Try it: Using the records that follow, copy every line containing the word "tracing".

┌──

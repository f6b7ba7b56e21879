//! Parallel Extraction Pool (C5): batches files across a rayon thread pool
//! and runs [`crate::symbols::extract_symbols`] on each, isolating failures
//! per-batch with shrink-and-retry. Grounded on `scan.rs::scan_files`'s use
//! of `par_iter().map()` over a pre-walked file list, and on
//! `semantic.rs::build_semantic_index`'s worker-count capping
//! (`num_cpus().min(total_batches).min(8)`).

use crate::config::ParallelConfig;
use crate::discovery::DiscoveredFile;
use crate::types::Symbol;
use rayon::prelude::*;
use std::panic::{self, AssertUnwindSafe};
use std::sync::atomic::{AtomicBool, AtomicUsize, Ordering};
use std::time::Duration;

pub struct ExtractionResult {
    pub path: String,
    pub symbols: Vec<Symbol>,
    pub success: bool,
    pub error: Option<String>,
}

fn worker_count(cfg: &ParallelConfig, total: usize) -> usize {
    let cap = cfg.max_workers.unwrap_or_else(|| std::thread::available_parallelism().map(|n| n.get()).unwrap_or(4));
    cap.min(total.max(1)).min(8).max(1)
}

/// Crude proportional-to-size cost estimate used to pack batches toward
/// `target_batch_seconds` of wall time rather than a flat file count —
/// extraction cost scales with bytes parsed, not file count, so a batch of
/// ten tiny files and a batch of ten huge ones should not cost the same.
fn estimate_cost_seconds(file: &DiscoveredFile) -> f64 {
    ((file.size as f64 / 1024.0) * 0.001).max(0.0005)
}

/// Packs files into batches, biggest-first within a language group, so a
/// worker amortizes one language's overhead per batch (§4.5), stopping each
/// batch once its estimated cost would exceed `target_batch_seconds`.
fn batch_files<'a>(files: &'a [DiscoveredFile], cfg: &ParallelConfig) -> Vec<Vec<&'a DiscoveredFile>> {
    let mut sorted: Vec<&DiscoveredFile> = files.iter().collect();
    sorted.sort_by(|a, b| a.language.cmp(&b.language).then(b.size.cmp(&a.size)));

    let mut batches = Vec::new();
    let mut current: Vec<&DiscoveredFile> = Vec::new();
    let mut current_cost = 0.0;
    for file in sorted {
        let cost = estimate_cost_seconds(file);
        let over_budget = current_cost + cost > cfg.target_batch_seconds && current.len() >= cfg.min_batch;
        if !current.is_empty() && (over_budget || current.len() >= cfg.max_batch) {
            batches.push(std::mem::take(&mut current));
            current_cost = 0.0;
        }
        current_cost += cost;
        current.push(file);
    }
    if !current.is_empty() {
        batches.push(current);
    }
    if batches.is_empty() {
        return batches;
    }
    // Respect min_batch by merging small trailing batches into the previous one.
    if batches.last().map(|b| b.len()).unwrap_or(0) < cfg.min_batch && batches.len() > 1 {
        let tail = batches.pop().unwrap();
        batches.last_mut().unwrap().extend(tail);
    }
    batches
}

fn extract_one(file: &DiscoveredFile) -> ExtractionResult {
    let bytes = match std::fs::read(&file.path) {
        Ok(b) => b,
        Err(e) => {
            return ExtractionResult {
                path: file.rel_path.clone(),
                symbols: Vec::new(),
                success: false,
                error: Some(e.to_string()),
            }
        }
    };
    let language = file.language.unwrap_or("");
    match crate::symbols::extract_symbols(&file.rel_path, language, &bytes) {
        Ok(symbols) => ExtractionResult { path: file.rel_path.clone(), symbols, success: true, error: None },
        Err(e) => ExtractionResult {
            path: file.rel_path.clone(),
            symbols: Vec::new(),
            success: false,
            error: Some(e.to_string()),
        },
    }
}

/// `extract_one`, but a panicking parser for one bad file becomes a failed
/// [`ExtractionResult`] instead of taking the whole batch down with it.
fn extract_one_isolated(file: &DiscoveredFile) -> ExtractionResult {
    match panic::catch_unwind(AssertUnwindSafe(|| extract_one(file))) {
        Ok(result) => result,
        Err(_) => ExtractionResult {
            path: file.rel_path.clone(),
            symbols: Vec::new(),
            success: false,
            error: Some("worker panicked while extracting this file".into()),
        },
    }
}

/// Runs a batch on a dedicated thread under `timeout`, so a single pathological
/// file (e.g. a degenerate parse that never returns) doesn't stall the whole
/// pool indefinitely (§4.5, §5 cancellation). `None` means the batch didn't
/// finish in time; the orphaned thread is left to finish and its result is
/// discarded — native threads can't be preempted, so this is a best-effort
/// "stop waiting", not a kill.
fn run_batch_timed(batch: &[&DiscoveredFile], timeout: Duration) -> Option<Vec<ExtractionResult>> {
    let owned: Vec<DiscoveredFile> = batch.iter().map(|f| (*f).clone()).collect();
    let (tx, rx) = std::sync::mpsc::channel();
    std::thread::spawn(move || {
        let result = panic::catch_unwind(AssertUnwindSafe(|| {
            owned.iter().map(extract_one_isolated).collect::<Vec<_>>()
        }));
        let _ = tx.send(result);
    });
    match rx.recv_timeout(timeout) {
        Ok(Ok(results)) => Some(results),
        Ok(Err(_)) | Err(_) => None,
    }
}

/// Shrink-and-retry (§4.5): a batch that fails or times out is split in half
/// and retried, recursing down to single files, so one bad file never costs
/// the rest of an otherwise-healthy batch their results.
fn run_batch_with_isolation(batch: &[&DiscoveredFile], timeout: Duration) -> Vec<ExtractionResult> {
    if batch.len() <= 1 {
        return batch.iter().map(|f| extract_one_isolated(f)).collect();
    }
    if let Some(results) = run_batch_timed(batch, timeout) {
        return results;
    }
    tracing::warn!(files = batch.len(), "batch extraction failed or timed out; retrying at half granularity");
    let mid = (batch.len() / 2).max(1);
    let (left, right) = batch.split_at(mid);
    let mut out = run_batch_with_isolation(left, timeout);
    out.extend(run_batch_with_isolation(right, timeout));
    out
}

/// Consecutive-failure threshold (§4.5): once this many batches in a row need
/// shrink-and-retry, the remaining work gives up on parallelism and falls
/// back to the fully sequential path rather than thrashing retry after retry.
const CONSECUTIVE_FAILURE_FALLBACK_THRESHOLD: usize = 3;

/// Runs extraction over `files`. On repeated failure within a batch, retries
/// at half granularity, then singleton, before giving up on that file
/// (§4.5: isolation — one bad file never loses an otherwise-healthy batch).
/// After `CONSECUTIVE_FAILURE_FALLBACK_THRESHOLD` consecutive batch failures,
/// the rest of the run falls back to the plain sequential path.
pub fn extract_all(files: &[DiscoveredFile], cfg: &ParallelConfig) -> Vec<ExtractionResult> {
    if !cfg.enabled || files.len() < 4 {
        return files.iter().map(extract_one).collect();
    }

    let workers = worker_count(cfg, files.len());
    let pool = rayon::ThreadPoolBuilder::new().num_threads(workers).build();
    let batches = batch_files(files, cfg);
    let timeout = Duration::from_secs(cfg.worker_timeout_seconds.max(1));

    let consecutive_failures = AtomicUsize::new(0);
    let sequential_fallback = AtomicBool::new(false);

    let run_batch = |batch: &[&DiscoveredFile]| -> Vec<ExtractionResult> {
        if sequential_fallback.load(Ordering::Relaxed) {
            return batch.iter().map(|f| extract_one_isolated(f)).collect();
        }
        match run_batch_timed(batch, timeout) {
            Some(results) => {
                consecutive_failures.store(0, Ordering::Relaxed);
                results
            }
            None => {
                let failures = consecutive_failures.fetch_add(1, Ordering::Relaxed) + 1;
                if failures >= CONSECUTIVE_FAILURE_FALLBACK_THRESHOLD {
                    sequential_fallback.store(true, Ordering::Relaxed);
                    tracing::warn!(
                        "extraction pool: {failures} consecutive batch failures, falling back to sequential extraction"
                    );
                }
                run_batch_with_isolation(batch, timeout)
            }
        }
    };

    match pool {
        Ok(pool) => pool.install(|| batches.par_iter().flat_map(|b| run_batch(b)).collect()),
        Err(_) => files.iter().map(extract_one).collect(),
    }
}

#[cfg(test)]
mod tests {
    use super::*;
    use std::path::PathBuf;

    fn file(name: &str, lang: &str, size: u64) -> DiscoveredFile {
        DiscoveredFile { path: PathBuf::from(name), rel_path: name.to_string(), language: Some(Box::leak(lang.to_string().into_boxed_str())), size }
    }

    #[test]
    fn batching_respects_max_batch() {
        let cfg = ParallelConfig { max_batch: 2, min_batch: 1, ..Default::default() };
        let files = vec![file("a.rs", "rust", 10), file("b.rs", "rust", 20), file("c.rs", "rust", 5)];
        let batches = batch_files(&files, &cfg);
        assert!(batches.iter().all(|b| b.len() <= 2));
        let total: usize = batches.iter().map(|b| b.len()).sum();
        assert_eq!(total, 3);
    }

    #[test]
    fn extract_all_is_order_independent_but_complete() {
        let dir = tempfile::tempdir().unwrap();
        let mut files = Vec::new();
        for i in 0..6 {
            let p = dir.path().join(format!("f{i}.py"));
            std::fs::write(&p, format!("def f{i}():\n    pass\n")).unwrap();
            files.push(DiscoveredFile { path: p, rel_path: format!("f{i}.py"), language: Some("python"), size: 10 });
        }
        let cfg = ParallelConfig::default();
        let results = extract_all(&files, &cfg);
        assert_eq!(results.len(), 6);
        assert!(results.iter().all(|r| r.success));
    }

    #[test]
    fn batching_splits_once_estimated_cost_exceeds_target() {
        let cfg = ParallelConfig { target_batch_seconds: 0.01, min_batch: 1, max_batch: 100, ..Default::default() };
        // Each file is ~10MB, comfortably over the 0.01s target on its own.
        let files = vec![file("a.rs", "rust", 10_000_000), file("b.rs", "rust", 10_000_000), file("c.rs", "rust", 10_000_000)];
        let batches = batch_files(&files, &cfg);
        assert!(batches.len() > 1, "large files should not all land in one batch when over budget");
    }

    #[test]
    fn missing_file_is_a_nonfatal_error() {
        let files = vec![DiscoveredFile { path: PathBuf::from("/nonexistent/x.py"), rel_path: "x.py".into(), language: Some("python"), size: 0 }];
        let cfg = ParallelConfig::default();
        let results = extract_all(&files, &cfg);
        assert_eq!(results.len(), 1);
        assert!(!results[0].success);
    }
}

└──

Task result:
    tracing::warn!(files = batch.len(), "batch extraction failed or timed out; retrying at half granularity");
                    tracing::warn!(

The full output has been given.